**WORK TO BE COMPLETED:** Retype each record exactly.

**DATASET:**

* * * * *

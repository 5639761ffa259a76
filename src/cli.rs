use clap::{Args, Parser, Subcommand, ValueEnum as _};

use crate::formats::{ContentKind, HeadingType};
use crate::output::EXPORT_FILE_NAME;

#[derive(Debug, Parser)]
#[command(author, version, about)]
pub struct Cli {
    /// Log filter used when `RUST_LOG` is unset.
    #[arg(long, global = true, default_value = "info")]
    pub log_level: String,

    #[command(subcommand)]
    pub command: Command,
}

#[derive(Debug, Subcommand)]
pub enum Command {
    /// Compile a chapter marker.
    Chapter(ChapterArgs),
    /// Compile a main or sub heading.
    Heading(HeadingArgs),
    /// Compile a hints block.
    Hints(HintsArgs),
    /// Compile a Tamil book page marker.
    Page(PageArgs),
    /// Compile a paragraph from inline snippets.
    Paragraph(ParagraphArgs),
    /// Compile a poem.
    Poem(PoemArgs),
    /// Compile an image reference.
    Image(ImageArgs),
    /// Compile a footer passage.
    Footer(FooterArgs),
    /// List the volume, chapter and heading-number options.
    Options,
    /// Check that a file is an importable record array.
    Validate(ValidateArgs),
    /// Run a YAML build script and write the compiled array.
    Build(BuildArgs),
}

#[derive(Debug, Args)]
pub struct ChapterArgs {
    /// Chapter selector, e.g. `chapter-07`.
    #[arg(long)]
    pub select: String,
}

#[derive(Debug, Args)]
pub struct HeadingArgs {
    #[arg(long)]
    pub text: String,

    #[arg(long, value_enum, default_value_t = HeadingType::Main)]
    pub kind: HeadingType,

    /// Numeric prefix `1`..`20`, or `no-prefix`.
    #[arg(long, default_value = "")]
    pub number: String,
}

#[derive(Debug, Args)]
pub struct HintsArgs {
    #[arg(long)]
    pub text: String,
}

#[derive(Debug, Args)]
pub struct PageArgs {
    /// Page number (1-1000). Non-digits are ignored.
    #[arg(long)]
    pub number: String,

    /// Print the formatted preview line instead of the record.
    #[arg(long)]
    pub preview: bool,
}

#[derive(Debug, Args)]
pub struct ParagraphArgs {
    /// Volume token, e.g. `v1`.
    #[arg(long)]
    pub volume: String,

    /// Chapter token, e.g. `c01`.
    #[arg(long)]
    pub chapter: String,

    /// Numeric paragraph id, zero-padded to three digits.
    #[arg(long)]
    pub custom_id: String,

    /// Inline snippet as `<kind>=<value>`, in reading order.
    #[arg(long = "snippet", value_parser = parse_snippet)]
    pub snippets: Vec<SnippetArg>,

    /// Link attached to every verse snippet.
    #[arg(long)]
    pub verse_link: Option<String>,
}

#[derive(Debug, Clone)]
pub struct SnippetArg {
    pub kind: ContentKind,
    pub value: String,
}

fn parse_snippet(raw: &str) -> Result<SnippetArg, String> {
    let (kind, value) = raw
        .split_once('=')
        .ok_or_else(|| format!("snippet must be <kind>=<value>: {raw}"))?;
    let kind = ContentKind::from_str(kind.trim(), true)?;
    Ok(SnippetArg {
        kind,
        value: value.to_owned(),
    })
}

#[derive(Debug, Args)]
pub struct PoemArgs {
    #[arg(long)]
    pub id: String,

    #[arg(long)]
    pub title: String,

    /// Poem text, one line per line break.
    #[arg(long)]
    pub text: String,
}

#[derive(Debug, Args)]
pub struct ImageArgs {
    #[arg(long)]
    pub src: String,
}

#[derive(Debug, Args)]
pub struct FooterArgs {
    #[arg(long)]
    pub id: String,

    #[arg(long)]
    pub text: String,
}

#[derive(Debug, Args)]
pub struct ValidateArgs {
    /// Exported JSON array to check.
    #[arg(long)]
    pub input: String,

    /// Print the normalized array instead of the record count.
    #[arg(long)]
    pub print: bool,
}

#[derive(Debug, Args)]
pub struct BuildArgs {
    /// Input path to the YAML build script.
    #[arg(long)]
    pub script: String,

    /// Output file path for the compiled array.
    #[arg(long, default_value = EXPORT_FILE_NAME)]
    pub out: String,

    /// Overwrite the output file if it exists.
    #[arg(long)]
    pub force: bool,
}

* * * * *

**OUTPUT BELOW:**
repository 5639761ffa259a76
filename src/cli.rs
use clap::{Args, Parser, Subcommand, ValueEnum as _};

use crate::formats::{ContentKind, HeadingType};
use crate::output::EXPORT_FILE_NAME;

#[derive(Debug, Parser)]
#[command(author, version, about)]
pub struct Cli {
    /// Log filter used when `RUST_LOG` is unset.
    #[arg(long, global = true, default_value = "info")]
    pub log_level: String,

    #[command(subcommand)]
    pub command: Command,
}

#[derive(Debug, Subcommand)]
pub enum Command {
    /// Compile a chapter marker.
    Chapter(ChapterArgs),
    /// Compile a main or sub heading.
    Heading(HeadingArgs),
    /// Compile a hints block.
    Hints(HintsArgs),
    /// Compile a Tamil book page marker.
    Page(PageArgs),
    /// Compile a paragraph from inline snippets.
    Paragraph(ParagraphArgs),
    /// Compile a poem.
    Poem(PoemArgs),
    /// Compile an image reference.
    Image(ImageArgs),
    /// Compile a footer passage.
    Footer(FooterArgs),
    /// List the volume, chapter and heading-number options.
    Options,
    /// Check that a file is an importable record array.
    Validate(ValidateArgs),
    /// Run a YAML build script and write the compiled array.
    Build(BuildArgs),
}

#[derive(Debug, Args)]
pub struct ChapterArgs {
    /// Chapter selector, e.g. `chapter-07`.
    #[arg(long)]
    pub select: String,
}

#[derive(Debug, Args)]
pub struct HeadingArgs {
    #[arg(long)]
    pub text: String,

    #[arg(long, value_enum, default_value_t = HeadingType::Main)]
    pub kind: HeadingType,

    /// Numeric prefix `1`..`20`, or `no-prefix`.
    #[arg(long, default_value = "")]
    pub number: String,
}

#[derive(Debug, Args)]
pub struct HintsArgs {
    #[arg(long)]
    pub text: String,
}

#[derive(Debug, Args)]
pub struct PageArgs {
    /// Page number (1-1000). Non-digits are ignored.
    #[arg(long)]
    pub number: String,

    /// Print the formatted preview line instead of the record.
    #[arg(long)]
    pub preview: bool,
}

#[derive(Debug, Args)]
pub struct ParagraphArgs {
    /// Volume token, e.g. `v1`.
    #[arg(long)]
    pub volume: String,

    /// Chapter token, e.g. `c01`.
    #[arg(long)]
    pub chapter: String,

    /// Numeric paragraph id, zero-padded to three digits.
    #[arg(long)]
    pub custom_id: String,

    /// Inline snippet as `<kind>=<value>`, in reading order.
    #[arg(long = "snippet", value_parser = parse_snippet)]
    pub snippets: Vec<SnippetArg>,

    /// Link attached to every verse snippet.
    #[arg(long)]
    pub verse_link: Option<String>,
}

#[derive(Debug, Clone)]
pub struct SnippetArg {
    pub kind: ContentKind,
    pub value: String,
}

fn parse_snippet(raw: &str) -> Result<SnippetArg, String> {
    let (kind, value) = raw
        .split_once('=')
        .ok_or_else(|| format!("snippet must be <kind>=<value>: {raw}"))?;
    let kind = ContentKind::from_str(kind.trim(), true)?;
    Ok(SnippetArg {
        kind,
        value: value.to_owned(),
    })
}

#[derive(Debug, Args)]
pub struct PoemArgs {
    #[arg(long)]
    pub id: String,

    #[arg(long)]
    pub title: String,

    /// Poem text, one line per line break.
    #[arg(long)]
    pub text: String,
}

#[derive(Debug, Args)]
pub struct ImageArgs {
    #[arg(long)]
    pub src: String,
}

#[derive(Debug, Args)]
pub struct FooterArgs {
    #[arg(long)]
    pub id: String,

    #[arg(long)]
    pub text: String,
}

#[derive(Debug, Args)]
pub struct ValidateArgs {
    /// Exported JSON array to check.
    #[arg(long)]
    pub input: String,

    /// Print the normalized array instead of the record count.
    #[arg(long)]
    pub print: bool,
}

#[derive(Debug, Args)]
pub struct BuildArgs {
    /// Input path to the YAML build script.
    #[arg(long)]
    pub script: String,

    /// Output file path for the compiled array.
    #[arg(long, default_value = EXPORT_FILE_NAME)]
    pub out: String,

    /// Overwrite the output file if it exists.
    #[arg(long)]
    pub force: bool,
}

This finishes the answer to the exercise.